GIVEN RECORDS:
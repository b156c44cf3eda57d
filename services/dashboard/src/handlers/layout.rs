//! Layout handler.

use std::sync::Arc;

use axum::{
    extract::Extension,
    http::header,
    response::{IntoResponse, Response},
    Json,
};

use crate::state::AppState;

/// GET /api/layout - Controls, map and panels of the running variant
pub async fn layout_handler(Extension(state): Extension<Arc<AppState>>) -> Response {
    (
        [(header::CACHE_CONTROL, "max-age=300")],
        Json(&state.layout),
    )
        .into_response()
}
//! Chart and table models handed to the browser for rendering.

use data_adapters::{Grid, TimeSeries};
use serde::Serialize;

/// Values along the x axis.
#[derive(Debug, Clone, PartialEq, Serialize)]
#[serde(untagged)]
pub enum XValues {
    /// ISO-formatted dates or category labels.
    Labels(Vec<String>),
    Numbers(Vec<f64>),
}

/// One plotted series.
#[derive(Debug, Clone, PartialEq, Serialize)]
#[serde(tag = "type", rename_all = "snake_case")]
pub enum Trace {
    Line {
        name: String,
        x: XValues,
        y: Vec<Option<f64>>,
    },
    Bar {
        name: String,
        x: XValues,
        y: Vec<Option<f64>>,
    },
    Surface {
        name: String,
        z: Vec<Vec<Option<f64>>>,
    },
}

/// A chart: title, axis labels and traces.
#[derive(Debug, Clone, PartialEq, Serialize)]
pub struct Figure {
    pub title: String,
    #[serde(skip_serializing_if = "Option::is_none")]
    pub x_label: Option<String>,
    #[serde(skip_serializing_if = "Option::is_none")]
    pub y_label: Option<String>,
    pub traces: Vec<Trace>,
}

impl Figure {
    /// A figure with no traces, shown when there is nothing to plot.
    pub fn empty(title: &str) -> Self {
        Self {
            title: title.to_string(),
            x_label: None,
            y_label: None,
            traces: Vec::new(),
        }
    }

    pub fn is_empty(&self) -> bool {
        self.traces.is_empty()
    }

    pub fn with_labels(mut self, x: &str, y: &str) -> Self {
        self.x_label = Some(x.to_string());
        self.y_label = Some(y.to_string());
        self
    }

    /// One line per column of `series`, dates on the x axis.
    pub fn lines(title: &str, series: &TimeSeries) -> Self {
        let x = date_labels(series, "%Y-%m-%d");
        Self {
            traces: series
                .columns
                .iter()
                .map(|c| Trace::Line {
                    name: c.name.clone(),
                    x: x.clone(),
                    y: c.values.clone(),
                })
                .collect(),
            ..Self::empty(title)
        }
    }

    /// Bars for the first column of an annual series, years on the x axis.
    pub fn annual_bars(title: &str, series: &TimeSeries) -> Self {
        let Some(column) = series.columns.first() else {
            return Self::empty(title);
        };
        Self {
            traces: vec![Trace::Bar {
                name: column.name.clone(),
                x: date_labels(series, "%Y"),
                y: column.values.clone(),
            }],
            ..Self::empty(title)
        }
    }

    /// A 3-D surface of a grid.
    pub fn surface(title: &str, grid: &Grid) -> Self {
        Self {
            traces: vec![Trace::Surface {
                name: "elevation".to_string(),
                z: grid.to_rows(),
            }],
            ..Self::empty(title)
        }
    }

    /// A profile line over sample positions 0..n.
    pub fn profile(title: &str, values: &[Option<f64>]) -> Self {
        Self {
            traces: vec![Trace::Line {
                name: "elevation".to_string(),
                x: XValues::Numbers((0..values.len()).map(|i| i as f64).collect()),
                y: values.to_vec(),
            }],
            ..Self::empty(title)
        }
    }
}

fn date_labels(series: &TimeSeries, fmt: &str) -> XValues {
    XValues::Labels(series.index.iter().map(|ts| ts.format(fmt).to_string()).collect())
}

/// A read-only data table.
#[derive(Debug, Clone, Default, PartialEq, Serialize)]
pub struct Table {
    pub columns: Vec<String>,
    pub rows: Vec<Vec<serde_json::Value>>,
}

impl Table {
    /// Date column followed by one column per series column.
    pub fn from_series(series: &TimeSeries, date_header: &str, date_fmt: &str) -> Self {
        let mut columns = vec![date_header.to_string()];
        columns.extend(series.columns.iter().map(|c| c.name.clone()));

        let rows = series
            .index
            .iter()
            .enumerate()
            .map(|(i, ts)| {
                let mut row = vec![serde_json::json!(ts.format(date_fmt).to_string())];
                row.extend(series.columns.iter().map(|c| match c.values[i] {
                    Some(v) => serde_json::json!((v * 100.0).round() / 100.0),
                    None => serde_json::Value::Null,
                }));
                row
            })
            .collect();

        Self { columns, rows }
    }

    pub fn is_empty(&self) -> bool {
        self.rows.is_empty()
    }
}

GOAL OF THE EXERCISE: The whole listing needs repeating. Match each line exactly.

WORKED SOLUTION:
repository b156c44cf3eda57d
filename services/dashboard/src/handlers/layout.rs
//! Layout handler.

use std::sync::Arc;

use axum::{
    extract::Extension,
    http::header,
    response::{IntoResponse, Response},
    Json,
};

use crate::state::AppState;

/// GET /api/layout - Controls, map and panels of the running variant
pub async fn layout_handler(Extension(state): Extension<Arc<AppState>>) -> Response {
    (
        [(header::CACHE_CONTROL, "max-age=300")],
        Json(&state.layout),
    )
        .into_response()
}
//! Chart and table models handed to the browser for rendering.

use data_adapters::{Grid, TimeSeries};
use serde::Serialize;

/// Values along the x axis.
#[derive(Debug, Clone, PartialEq, Serialize)]
#[serde(untagged)]
pub enum XValues {
    /// ISO-formatted dates or category labels.
    Labels(Vec<String>),
    Numbers(Vec<f64>),
}

/// One plotted series.
#[derive(Debug, Clone, PartialEq, Serialize)]
#[serde(tag = "type", rename_all = "snake_case")]
pub enum Trace {
    Line {
        name: String,
        x: XValues,
        y: Vec<Option<f64>>,
    },
    Bar {
        name: String,
        x: XValues,
        y: Vec<Option<f64>>,
    },
    Surface {
        name: String,
        z: Vec<Vec<Option<f64>>>,
    },
}

/// A chart: title, axis labels and traces.
#[derive(Debug, Clone, PartialEq, Serialize)]
pub struct Figure {
    pub title: String,
    #[serde(skip_serializing_if = "Option::is_none")]
    pub x_label: Option<String>,
    #[serde(skip_serializing_if = "Option::is_none")]
    pub y_label: Option<String>,
    pub traces: Vec<Trace>,
}

impl Figure {
    /// A figure with no traces, shown when there is nothing to plot.
    pub fn empty(title: &str) -> Self {
        Self {
            title: title.to_string(),
            x_label: None,
            y_label: None,
            traces: Vec::new(),
        }
    }

    pub fn is_empty(&self) -> bool {
        self.traces.is_empty()
    }

    pub fn with_labels(mut self, x: &str, y: &str) -> Self {
        self.x_label = Some(x.to_string());
        self.y_label = Some(y.to_string());
        self
    }

    /// One line per column of `series`, dates on the x axis.
    pub fn lines(title: &str, series: &TimeSeries) -> Self {
        let x = date_labels(series, "%Y-%m-%d");
        Self {
            traces: series
                .columns
                .iter()
                .map(|c| Trace::Line {
                    name: c.name.clone(),
                    x: x.clone(),
                    y: c.values.clone(),
                })
                .collect(),
            ..Self::empty(title)
        }
    }

    /// Bars for the first column of an annual series, years on the x axis.
    pub fn annual_bars(title: &str, series: &TimeSeries) -> Self {
        let Some(column) = series.columns.first() else {
            return Self::empty(title);
        };
        Self {
            traces: vec![Trace::Bar {
                name: column.name.clone(),
                x: date_labels(series, "%Y"),
                y: column.values.clone(),
            }],
            ..Self::empty(title)
        }
    }

    /// A 3-D surface of a grid.
    pub fn surface(title: &str, grid: &Grid) -> Self {
        Self {
            traces: vec![Trace::Surface {
                name: "elevation".to_string(),
                z: grid.to_rows(),
            }],
            ..Self::empty(title)
        }
    }

    /// A profile line over sample positions 0..n.
    pub fn profile(title: &str, values: &[Option<f64>]) -> Self {
        Self {
            traces: vec![Trace::Line {
                name: "elevation".to_string(),
                x: XValues::Numbers((0..values.len()).map(|i| i as f64).collect()),
                y: values.to_vec(),
            }],
            ..Self::empty(title)
        }
    }
}

fn date_labels(series: &TimeSeries, fmt: &str) -> XValues {
    XValues::Labels(series.index.iter().map(|ts| ts.format(fmt).to_string()).collect())
}

/// A read-only data table.
#[derive(Debug, Clone, Default, PartialEq, Serialize)]
pub struct Table {
    pub columns: Vec<String>,
    pub rows: Vec<Vec<serde_json::Value>>,
}

impl Table {
    /// Date column followed by one column per series column.
    pub fn from_series(series: &TimeSeries, date_header: &str, date_fmt: &str) -> Self {
        let mut columns = vec![date_header.to_string()];
        columns.extend(series.columns.iter().map(|c| c.name.clone()));

        let rows = series
            .index
            .iter()
            .enumerate()
            .map(|(i, ts)| {
                let mut row = vec![serde_json::json!(ts.format(date_fmt).to_string())];
                row.extend(series.columns.iter().map(|c| match c.values[i] {
                    Some(v) => serde_json::json!((v * 100.0).round() / 100.0),
                    None => serde_json::Value::Null,
                }));
                row
            })
            .collect();

        Self { columns, rows }
    }

    pub fn is_empty(&self) -> bool {
        self.rows.is_empty()
    }
}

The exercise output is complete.